Alle Verwandten waren auf der Terrasse versammelt. Man hatte von dort einen wundervollen Blick über baumgesäumte Hänge und karge Felsvorsprünge bis zum Stadtrand hinunter, wo Hochhäuser mit dem Grau des Himmels verschwammen. Malcom saß tief versunken mit gekreuzten Beinen auf der Mauer, die die großflächige Terrasse vom Abhang trennte, den Blick ins Tal gerichtet. Seine Augen erinnerten Rosa an ihre Kindheit, sie strahlten und visierten scheinbar ein neues Ziel. Rosa hatte den Eindruck, er war angekommen.
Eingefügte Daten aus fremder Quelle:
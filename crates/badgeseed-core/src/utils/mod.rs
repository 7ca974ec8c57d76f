pub mod format;

pub use format::{format_badge, format_flag, format_preview, truncate_string};
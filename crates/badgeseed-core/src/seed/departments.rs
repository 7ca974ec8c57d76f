use serde_json::Value;
use tracing::{debug, info};

use crate::api::Backend;
use crate::models::Department;
use crate::schema::{DEPARTMENT_NAME, DEPARTMENT_TABLE};
use crate::utils::truncate_string;

use super::{SeedError, SeedReport};

/// Longest record excerpt used to name a malformed department record
const SUBJECT_EXCERPT_LEN: usize = 60;

/// Insert one department row per record, in the order given.
///
/// Nothing is checked for existence first: seeding the same records twice
/// inserts every department twice unless the table itself refuses.
pub async fn seed_departments(backend: &dyn Backend, records: &[Value]) -> SeedReport {
    let mut report = SeedReport::start();
    info!(count = records.len(), "Seeding departments");

    for record in records {
        match insert_department(backend, record).await {
            Ok(rows) => {
                report.departments += 1;
                let returned = Value::Array(rows);
                debug!(rows = %returned, "Inserted department");
            }
            Err(err) => report.record_failure(subject(record), &err),
        }
    }

    report.finish();
    report
}

async fn insert_department(backend: &dyn Backend, record: &Value) -> Result<Vec<Value>, SeedError> {
    let department = Department::from_json(record).ok_or_else(|| {
        SeedError::MalformedRecord(format!("expected a non-empty '{}'", DEPARTMENT_NAME))
    })?;
    info!(department = %department.name, "Inserting department");
    Ok(backend.insert(DEPARTMENT_TABLE, &department.to_row()).await?)
}

fn subject(record: &Value) -> String {
    match record.get(DEPARTMENT_NAME).and_then(Value::as_str) {
        Some(name) => format!("department {}", name),
        None => format!(
            "department record {}",
            truncate_string(&record.to_string(), SUBJECT_EXCERPT_LEN)
        ),
    }
}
Rosa ging zu ihm. „Oh, Rosa es ist so wundervoll hier; ich hätte mir das nie träumen lassen. Ich bin zu Hause. Auroras Onkel aus Islamabad möchte mich als Fahrer einstellen. Er unterhält in Neu-Dehli ein Bauunternehmen und möchte wieder nach Indien zurückkehren. Da braucht er einen Fahrer.“ Malcom blickte tief in Rosas Augen. Seine Träume konnten in Indien wahr werden. Rosa war ein wenig traurig. Nun würde sie wieder von ihm getrennt sein, gerade jetzt, da sie sich, auch durch ihn, stärker fühlte und sicherer. Sie setzte sich auch auf die Mauer und drückte sich an Malcom. In der Ferne verschwamm der Horizont mit der Skyline noch stärker. Es war alles grau in grau und ein modriger Geruch kam von der Stadt nach oben. Etwas widerte Rosa an. Auf einmal wollte sie wieder nach Hause. Onkel Radul kam auf die beiden zu. Mit direkten Schritten. „Malcom, morgen gegen Mittag zeig ich dir mein Unternehmen und den Wagen, den du fährst.“ Onkel Radul war dick. Eine fette Zigarre steckte zwischen seinen wulstigen, dunkelroten Lippen. Rosa wollte gerade wieder gehen; ihm ausweichen. „Hey Rosa, ich habe schon viel von dir gehört. Komm doch morgen auch mit, schau dich um. Lerne Indien kennen, unsere Realität.“ Rosa verabschiedete sich von Malcom. „Du wirst nie wieder in den Big Apple zurückkehren, oder?“ „Rosa, meine Suche ist nun beendet. Ich hatte eine glückliche Kindheit, ich habe außergewöhnliche Fähigkeiten, ich liebe die Spiritualität. Diese Reise nach Indien hat mir die Augen geöffnet.“ Rosa stand auf, sie schwankte. Aurora hatte zwei Freundinnen im Schlepptau, mit denen sie auf Rosa zueilte, die weit weg schien. „Rosa, das ist Feli und das ist Leya - wir sind zusammen in die Schule gegangen. Komm, wir zeigen dir das Haus.“ Rosa hatte ihr Gleichgewicht noch nicht wieder gewonnen und kippte nun vorn über die kleine Mauer den Abhang hinunter. Sie kullerte wie ein Fass in Richtung Skyline. Alle schrien durcheinander. Die Masse setzte sich in Bewegung, um Rosa so schnell es ging zu folgen. Onkel Radul setzte mit jedem Schritt den Hügel in Schwingungen; Aurora war leichtfüßig und schwebte geradezu, ihre Arme weit auseinandergebreitet, die Haare flatterten im Wind.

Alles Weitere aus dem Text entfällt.